### Problem to solve
Check each line of the records below and collect those that include the word "Option".

### Data

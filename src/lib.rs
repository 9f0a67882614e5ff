//! AgroBot - control dashboard for a robotic dairy milking system
//!
//! The library models a small barn: four milking robots, a herd of cows,
//! a background simulation that advances milking sessions, persisted
//! operator settings and yield analytics. The `tui` module puts an
//! interactive terminal dashboard on top.

pub mod analytics;
pub mod domain;
pub mod error;
pub mod farm;
pub mod seed;
pub mod settings;
pub mod tui;

pub use analytics::Report;
pub use domain::{Cow, Health, Location, MilkingSession, Quality, Robot, RobotStatus};
pub use error::{FarmError, FixSuggestion};
pub use farm::{CommandOutcome, FarmState, SimConfig};
pub use settings::{Settings, SettingsStore};
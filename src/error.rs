//! Error types with fix suggestions

use thiserror::Error;

/// Trait for errors that provide fix suggestions
pub trait FixSuggestion {
    fn fix_suggestion(&self) -> Option<&str>;
}

#[derive(Error, Debug)]
pub enum FarmError {
    #[error("IO error: {0}")]
    Io(#[from] std::io::Error),

    #[error("JSON error: {0}")]
    Json(#[from] serde_json::Error),

    #[error("Settings import failed: {details}")]
    SettingsImport { details: String },

    #[error("Robot '{robot_id}' not found")]
    RobotNotFound { robot_id: String },

    #[error("Cow '{cow_id}' not found")]
    CowNotFound { cow_id: String },
}

impl FixSuggestion for FarmError {
    fn fix_suggestion(&self) -> Option<&str> {
        match self {
            FarmError::Io(_) => Some("Check file path and permissions"),
            FarmError::Json(_) => Some("Check the document is well-formed JSON"),
            FarmError::SettingsImport { .. } => {
                Some("Export current settings first to see the expected shape")
            }
            FarmError::RobotNotFound { .. } => {
                Some("Robot ids are fixed at seed time (R001-R004)")
            }
            FarmError::CowNotFound { .. } => {
                Some("The cow may have been deleted; refresh the herd view")
            }
        }
    }
}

### Response box
    fn fix_suggestion(&self) -> Option<&str>;
    fn fix_suggestion(&self) -> Option<&str> {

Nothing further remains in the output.